Gewand existiert in einer eigentlich unmöglichen Schnittmenge aus völliger Hinwendung zu und gleichzeitiger totaler Zurückweisung von funktionalen Maßgaben. An den Polen scheinen Arbeitskleidung einerseits und Haute Couture oder Mode als Kunst andererseits zu stehen. Diese Extreme kommen aber trotzdem nicht ohne Charakteristika ihres jeweiligen Gegenteils aus: Funktionsbekleidung ist nie reine Funktion, sondern will sich immer auch auf einer ikonografischen Ebene als »funktionell« verstanden wissen; und egal, wie konzeptionell ein Stück Stoff ist, in das man sich einnähen lässt, es wird nur durch einen Rest an Verwendbarkeit als Kleidungsstück lesbar. Aufregenderweise trifft das Praktische oft gleichberechtigt innerhalb eines einzelnen Kleidungsstücks auf das Unpraktische. Das Zerren der beiden an allen Zipfeln unseres Gewands nennen wir dann Mode.

Ein bisschen Skulptur

Schuhe nehmen in dieser Konstellation eine Sonderposition ein. Wenn Hemden oder sogar Hosen nicht so wirklich passen, können wir damit leben. Bei Schuhen ist eine falsche Größe sofort ein Problem. Oberbekleidung kann sich auf verschiedenste, nicht intendierte Arten verhalten und bleibt trotzdem tragbar. Wenn ein Schuh die Gehbewegungen des Fußes und Beines komplett verunmöglicht, hört er auf, ein Schuh zu sein, und wird zu einem schuhförmigen Objekt, so wie ein Modellauto ein Auto darstellt, ohne eines zu sein.

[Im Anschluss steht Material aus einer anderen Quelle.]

use std::{env, path::PathBuf};

use crate::errors::AppError;

const DEFAULT_PORT: u16 = 4000;
pub(crate) const DEFAULT_DB: &str = "ratings";
const DEFAULT_COLLECTION: &str = "reviews";
const DEFAULT_STATIC_DIR: &str = "../frontend/dist";

#[derive(Debug, Clone)]
pub struct Config {
    pub port: u16,
    pub mongodb_url: String,
    /// Falls back to the database named in the connection string, then `ratings`.
    pub mongodb_db: Option<String>,
    pub mongodb_collection: String,
    pub production: bool,
    pub static_dir: PathBuf,
    pub log_bodies: bool,
}

impl Config {
    pub fn from_env() -> Result<Self, AppError> {
        Self::from_lookup(|key| env::var(key).ok())
    }

    /// Builds a config from any key lookup, so tests don't touch the process env.
    pub fn from_lookup<F>(lookup: F) -> Result<Self, AppError>
    where
        F: Fn(&str) -> Option<String>,
    {
        let var = |key: &str| lookup(key).filter(|v| !v.trim().is_empty());

        let port = match var("PORT") {
            Some(raw) => raw
                .trim()
                .parse::<u16>()
                .map_err(|e| AppError::EnvError(format!("Invalid PORT value '{}': {}", raw, e)))?,
            None => DEFAULT_PORT,
        };

        let mongodb_url =
            var("MONGODB_URL").ok_or_else(|| AppError::EnvError("MONGODB_URL must be set".into()))?;

        Ok(Self {
            port,
            mongodb_url,
            mongodb_db: var("MONGODB_DB"),
            mongodb_collection: var("MONGODB_COLLECTION")
                .unwrap_or_else(|| DEFAULT_COLLECTION.to_string()),
            production: var("NODE_ENV").is_some_and(|v| v.trim() == "production"),
            static_dir: var("STATIC_DIR")
                .map(PathBuf::from)
                .unwrap_or_else(|| PathBuf::from(DEFAULT_STATIC_DIR)),
            log_bodies: var("LOG_BODIES").is_some_and(|v| parse_flag(&v)),
        })
    }

    pub fn is_production(&self) -> bool {
        self.production
    }
}

fn parse_flag(value: &str) -> bool {
    matches!(
        value.trim().to_ascii_lowercase().as_str(),
        "1" | "true" | "yes" | "on"
    )
}
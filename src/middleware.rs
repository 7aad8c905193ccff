use std::any::Any;

use axum::{
    Json,
    body::Body,
    extract::Request,
    http::StatusCode,
    middleware::Next,
    response::{IntoResponse, Response},
};
use tower_http::cors::{Any as AnyOrigin, CorsLayer};

use crate::{errors::AppError, models::ErrorBody};

/// Same cap axum applies to JSON bodies.
const MAX_LOGGED_BODY: usize = 2 * 1024 * 1024;

// Cross-origin requests are accepted from anywhere
pub fn cors_layer() -> CorsLayer {
    CorsLayer::new()
        .allow_origin(AnyOrigin)
        .allow_methods(AnyOrigin)
        .allow_headers(AnyOrigin)
}

/// Logs method, uri and the raw request body, then hands the buffered body on.
/// Only mounted when `LOG_BODIES` is enabled.
pub async fn log_body_middleware(request: Request, next: Next) -> Result<Response, StatusCode> {
    let (parts, body) = request.into_parts();

    let bytes = axum::body::to_bytes(body, MAX_LOGGED_BODY)
        .await
        .map_err(|e| {
            tracing::warn!("Failed to buffer body for {} {}: {}", parts.method, parts.uri, e);
            StatusCode::PAYLOAD_TOO_LARGE
        })?;

    if bytes.is_empty() {
        tracing::debug!("[{}] {}", parts.method, parts.uri);
    } else {
        tracing::debug!(
            "[{}] {} {}",
            parts.method,
            parts.uri,
            String::from_utf8_lossy(&bytes)
        );
    }

    let request = Request::from_parts(parts, Body::from(bytes));
    Ok(next.run(request).await)
}

/// Turns a panicking handler into a generic 500 instead of a dropped connection.
pub fn panic_response(err: Box<dyn Any + Send + 'static>) -> Response {
    let detail = if let Some(s) = err.downcast_ref::<String>() {
        s.clone()
    } else if let Some(s) = err.downcast_ref::<&str>() {
        s.to_string()
    } else {
        "unknown panic payload".to_string()
    };
    tracing::error!("Handler panicked: {}", detail);

    let (status, msg) = AppError::InternalError.to_response();
    (status, Json(ErrorBody::new(msg))).into_response()
}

Gleichzeitig ist ein Schuh keine Gehmaschine, sondern immer auch ein bisschen Skulptur. Damit ist nicht etwas wie Functional Art gemeint. Schuhe vereinen Parameter des Funktionalen und des Objekthaften, ohne notwendigerweise zum Hybrid zu werden. Am Klarsten erkennt man das daran, dass der Schuh raumgreifend bleibt, auch wenn kein Fuß in ihm steckt, er aber beim Tragen doch zur direkten Erweiterung des Körpers wird.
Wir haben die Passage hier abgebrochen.